## SOURCE DATA
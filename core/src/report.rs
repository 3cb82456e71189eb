//! # Text Report
//!
//! The plain-text rendition of the topology. It is the primary output of a
//! run and is written before any graph rendering is attempted.

use std::path::{Path, PathBuf};

use topogen_common::error::{Result, TopologyError};
use topogen_common::model::Edge;

pub const REPORT_FILE: &str = "TopologyGenerated.txt";

const HEADER: &str = "> The topology in text format is:";
const CABLE: &str = "--------------------";

/// One line per edge: `sw1\t(Et3)\t--------------------\t(Et7)sw2`.
pub fn report_line<E: Edge>(edge: &E) -> String {
    format!(
        "{}\t({})\t{CABLE}\t({}){}",
        edge.device_a(),
        edge.port_a(),
        edge.port_b(),
        edge.device_b()
    )
}

pub fn trailer() -> String {
    format!("---Generated by topogen v{}---", env!("CARGO_PKG_VERSION"))
}

/// Full contents of the report file.
pub fn render_report<E: Edge>(edges: &[E]) -> String {
    let mut out = String::new();
    out.push_str(HEADER);
    out.push('\n');
    for edge in edges {
        out.push_str(&report_line(edge));
        out.push('\n');
    }
    out.push('\n');
    out.push_str(&trailer());
    out.push('\n');
    out
}

/// Writes the report into `dir` and returns its path.
pub fn write_report<E: Edge>(edges: &[E], dir: &Path) -> Result<PathBuf> {
    let path = dir.join(REPORT_FILE);
    std::fs::write(&path, render_report(edges)).map_err(|source| TopologyError::Output {
        path: path.clone(),
        source,
    })?;
    Ok(path)
}
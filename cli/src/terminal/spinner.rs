use std::io::Write;
use std::sync::OnceLock;
use std::time::Duration;

use colored::*;
use indicatif::{ProgressBar, ProgressStyle};

use crate::terminal::colors;

static SPINNER: OnceLock<ProgressBar> = OnceLock::new();

fn get_spinner() -> &'static ProgressBar {
    SPINNER.get_or_init(init_spinner)
}

fn init_spinner() -> ProgressBar {
    let pb = ProgressBar::new_spinner();
    let style = ProgressStyle::with_template("{spinner:.blue} {msg}")
        .unwrap_or_else(|_| ProgressStyle::default_spinner())
        .tick_strings(&[
            "▁▁▁▁▁",
            "▁▂▂▂▁",
            "▁▄▂▄▁",
            "▂▄▆▄▂",
            "▄▆█▆▄",
            "▂▄▆▄▂",
            "▁▄▂▄▁",
            "▁▂▂▂▁",
        ]);

    pb.set_style(style);
    pb.enable_steady_tick(Duration::from_millis(100));
    pb
}

/// Progress callback for the pipeline: shows which device is being queried.
pub fn report_device(device: &str) {
    get_spinner().set_message(format!("Querying {}...", device.color(colors::DEVICE).bold()));
}

pub fn finish() {
    if let Some(spinner) = SPINNER.get() {
        spinner.finish_and_clear();
    }
}

fn active_spinner() -> Option<&'static ProgressBar> {
    SPINNER
        .get()
        .filter(|spinner| !spinner.is_finished() && !spinner.is_hidden())
}

/// Log sink that keeps output above a running spinner.
pub struct SpinnerWriter;

impl Write for SpinnerWriter {
    fn write(&mut self, buf: &[u8]) -> std::io::Result<usize> {
        match active_spinner() {
            Some(spinner) => {
                let msg = String::from_utf8_lossy(buf);
                spinner.println(msg.trim_end());
                Ok(buf.len())
            }
            None => std::io::stderr().write(buf),
        }
    }

    fn flush(&mut self) -> std::io::Result<()> {
        std::io::stderr().flush()
    }
}
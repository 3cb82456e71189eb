use std::fs::{self, File, OpenOptions};
use std::io;
use std::path::{Path, PathBuf};
use std::sync::Mutex;

use colored::*;
use tracing::field::{Field, Visit};
use tracing::{Event, Level, Subscriber, debug};
use tracing_subscriber::filter::filter_fn;
use tracing_subscriber::fmt::FormatEvent;
use tracing_subscriber::fmt::format::{self, Writer};
use tracing_subscriber::prelude::*;
use tracing_subscriber::registry::LookupSpan;
use tracing_subscriber::{EnvFilter, fmt};

use crate::terminal::print::PRINT_TARGET;
use crate::terminal::spinner::SpinnerWriter;

pub struct TopogenFormatter;

impl<S, N> FormatEvent<S, N> for TopogenFormatter
where
    S: Subscriber + for<'a> LookupSpan<'a>,
    N: for<'a> format::FormatFields<'a> + 'static,
{
    fn format_event(
        &self,
        ctx: &tracing_subscriber::fmt::FmtContext<'_, S, N>,
        mut writer: Writer<'_>,
        event: &Event<'_>,
    ) -> std::fmt::Result {
        let meta = event.metadata();

        if meta.target() == PRINT_TARGET {
            let mut raw = RawMessage::default();
            event.record(&mut raw);
            return writeln!(writer, "{}", raw.0);
        }

        let (symbol, color_func): (&str, fn(ColoredString) -> ColoredString) = match *meta.level() {
            Level::TRACE => ("[ ]", |s| s.dimmed()),
            Level::DEBUG => ("[?]", |s| s.blue()),
            Level::INFO => ("[+]", |s| s.green().bold()),
            Level::WARN => ("[*]", |s| s.yellow().bold()),
            Level::ERROR => ("[-]", |s| s.red().bold()),
        };

        write!(writer, "{} ", color_func(symbol.into()))?;

        ctx.field_format().format_fields(writer.by_ref(), event)?;

        writeln!(writer)
    }
}

/// Pulls the `raw_msg` field out of a print event.
#[derive(Default)]
struct RawMessage(String);

impl Visit for RawMessage {
    fn record_str(&mut self, field: &Field, value: &str) {
        if field.name() == "raw_msg" {
            self.0 = value.to_string();
        }
    }

    fn record_debug(&mut self, field: &Field, value: &dyn std::fmt::Debug) {
        if field.name() == "raw_msg" {
            self.0 = format!("{value:?}");
        }
    }
}

fn level_filter(verbose: u8, quiet: u8) -> &'static str {
    match (verbose, quiet) {
        (_, 2..) => "error",
        (_, 1) => "warn",
        (0, 0) => "info",
        (1, 0) => "debug",
        _ => "trace",
    }
}

const LOG_FILE: &str = "logs/topogen.log";

/// `~/logs/topogen.log`, the run history kept next to the terminal output.
fn log_path() -> Option<PathBuf> {
    std::env::var_os("HOME").map(|home| PathBuf::from(home).join(LOG_FILE))
}

fn open_log_file(path: &Path) -> io::Result<File> {
    if let Some(parent) = path.parent() {
        fs::create_dir_all(parent)?;
    }
    OpenOptions::new().create(true).append(true).open(path)
}

/// Installs the global subscriber. `RUST_LOG` overrides the flags.
///
/// Events go to the terminal and, when it can be opened, to the log file.
/// Decorative print lines stay out of the file.
pub fn init_logging(verbose: u8, quiet: u8) {
    let filter = EnvFilter::try_from_default_env()
        .unwrap_or_else(|_| EnvFilter::new(level_filter(verbose, quiet)));

    let terminal = fmt::layer()
        .with_writer(|| SpinnerWriter)
        .event_format(TopogenFormatter);

    let (file, unavailable) = match log_path() {
        Some(path) => match open_log_file(&path) {
            Ok(file) => (Some(file), None),
            Err(e) => (None, Some(format!("Not logging to {}: {e}", path.display()))),
        },
        None => (None, Some("HOME is not set; not logging to a file".to_string())),
    };

    let file_layer = file.map(|file| {
        fmt::layer()
            .with_ansi(false)
            .with_target(false)
            .with_writer(Mutex::new(file))
            .with_filter(filter_fn(|meta| meta.target() != PRINT_TARGET))
    });

    tracing_subscriber::registry()
        .with(filter)
        .with(terminal)
        .with(file_layer)
        .init();

    if let Some(reason) = unavailable {
        debug!("{reason}");
    }
}
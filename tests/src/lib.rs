//! Integration tests for the topology pipeline.

#[cfg(test)]
mod lab;
#[cfg(test)]
mod topology;
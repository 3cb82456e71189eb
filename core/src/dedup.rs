//! # Adjacency Deduplication
//!
//! Every cable between two queried devices shows up twice, once in each
//! device's LLDP table. This module turns the raw rows into one [`Link`] per
//! physical connection.
//!
//! The row that survives is the one reported first: devices are queried in
//! target-list order, so the earlier device ends up as `device_a`.

use std::collections::{HashMap, HashSet};

use topogen_common::error::{Result, TopologyError};
use topogen_common::model::{AdjacencyRecord, Link, host_label};
use topogen_common::port::PortId;
use tracing::debug;

/// Collapses mirrored rows into canonical links.
///
/// Fails on the first port name that cannot be normalized, and when two
/// queried devices disagree about the same cable. A partial topology is
/// never returned.
pub fn deduplicate(records: &[AdjacencyRecord]) -> Result<Vec<Link>> {
    let reported: Vec<Link> = records
        .iter()
        .map(to_link)
        .collect::<Result<Vec<Link>>>()?;

    check_consistency(&reported)?;

    let mut seen: HashSet<Link> = HashSet::new();
    let mut links: Vec<Link> = Vec::new();

    for link in reported {
        let mirror = link.mirrored();

        if mirror == link {
            debug!("Dropping self-loop {} {}", link.device_a, link.port_a);
            continue;
        }

        if seen.contains(&link) || seen.contains(&mirror) {
            continue;
        }

        seen.insert(link.clone());
        links.push(link);
    }

    Ok(links)
}

fn to_link(record: &AdjacencyRecord) -> Result<Link> {
    Ok(Link {
        device_a: host_label(&record.local_device).to_string(),
        port_a: PortId::normalize(&record.local_port)?,
        device_b: host_label(&record.remote_device).to_string(),
        port_b: PortId::normalize(&record.remote_port)?,
    })
}

/// Rejects cables whose two ends were both queried but tell different stories.
///
/// When `X:px` names `Y:py` as its neighbor and `Y` was queried too, then
/// whatever `Y` reports on `py` about `X` must point back at `px`. `Y`
/// saying nothing about `X` on `py` is a one-sided report, not a conflict.
fn check_consistency(reported: &[Link]) -> Result<()> {
    let mut claims: HashMap<(&str, &PortId), Vec<&Link>> = HashMap::new();
    for link in reported {
        claims
            .entry((link.device_a.as_str(), &link.port_a))
            .or_default()
            .push(link);
    }

    let reporters: HashSet<&str> = reported.iter().map(|link| link.device_a.as_str()).collect();

    for link in reported {
        if !reporters.contains(link.device_b.as_str()) {
            continue;
        }

        let Some(far_end) = claims.get(&(link.device_b.as_str(), &link.port_b)) else {
            continue;
        };

        let about_us: Vec<&&Link> = far_end
            .iter()
            .filter(|claim| claim.device_b == link.device_a)
            .collect();

        if about_us.is_empty() || about_us.iter().any(|claim| claim.port_b == link.port_a) {
            continue;
        }

        return Err(TopologyError::InconsistentAdjacency {
            device: link.device_a.clone(),
            port: link.port_a.to_string(),
            neighbor: link.device_b.clone(),
            neighbor_port: link.port_b.to_string(),
            claimed: about_us[0].port_b.to_string(),
        });
    }

    Ok(())
}
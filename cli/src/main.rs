mod commands;
mod terminal;

use std::process::ExitCode;

use commands::{CommandLine, Commands, generate, targets};
use terminal::{logging, print};
use topogen_common::error::{EXIT_FAILURE, TopologyError};
use tracing::error;

#[tokio::main]
async fn main() -> ExitCode {
    let commands = CommandLine::parse_args();
    let q_level = commands.quiet;

    logging::init_logging(commands.verbose, q_level);
    print::banner(q_level);

    let result = match commands.command {
        Commands::Generate(args) => {
            print::header("resolving targets", q_level);
            generate::generate(args, q_level).await
        }
        Commands::Targets(args) => targets::targets(args, q_level).await,
    };

    match result {
        Ok(()) => {
            if q_level == 0 {
                print::end_of_program();
            }
            ExitCode::SUCCESS
        }
        Err(e) => {
            error!("{e:#}");
            ExitCode::from(exit_code(&e))
        }
    }
}

fn exit_code(err: &anyhow::Error) -> u8 {
    err.downcast_ref::<TopologyError>()
        .map(TopologyError::exit_code)
        .unwrap_or(EXIT_FAILURE)
}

## YOUR GOAL
Look through the material for "quiet". Copy each line that has it.

## EXERCISE RESPONSE
fn level_filter(verbose: u8, quiet: u8) -> &'static str {
    match (verbose, quiet) {
pub fn init_logging(verbose: u8, quiet: u8) {
        .unwrap_or_else(|_| EnvFilter::new(level_filter(verbose, quiet)));
    let q_level = commands.quiet;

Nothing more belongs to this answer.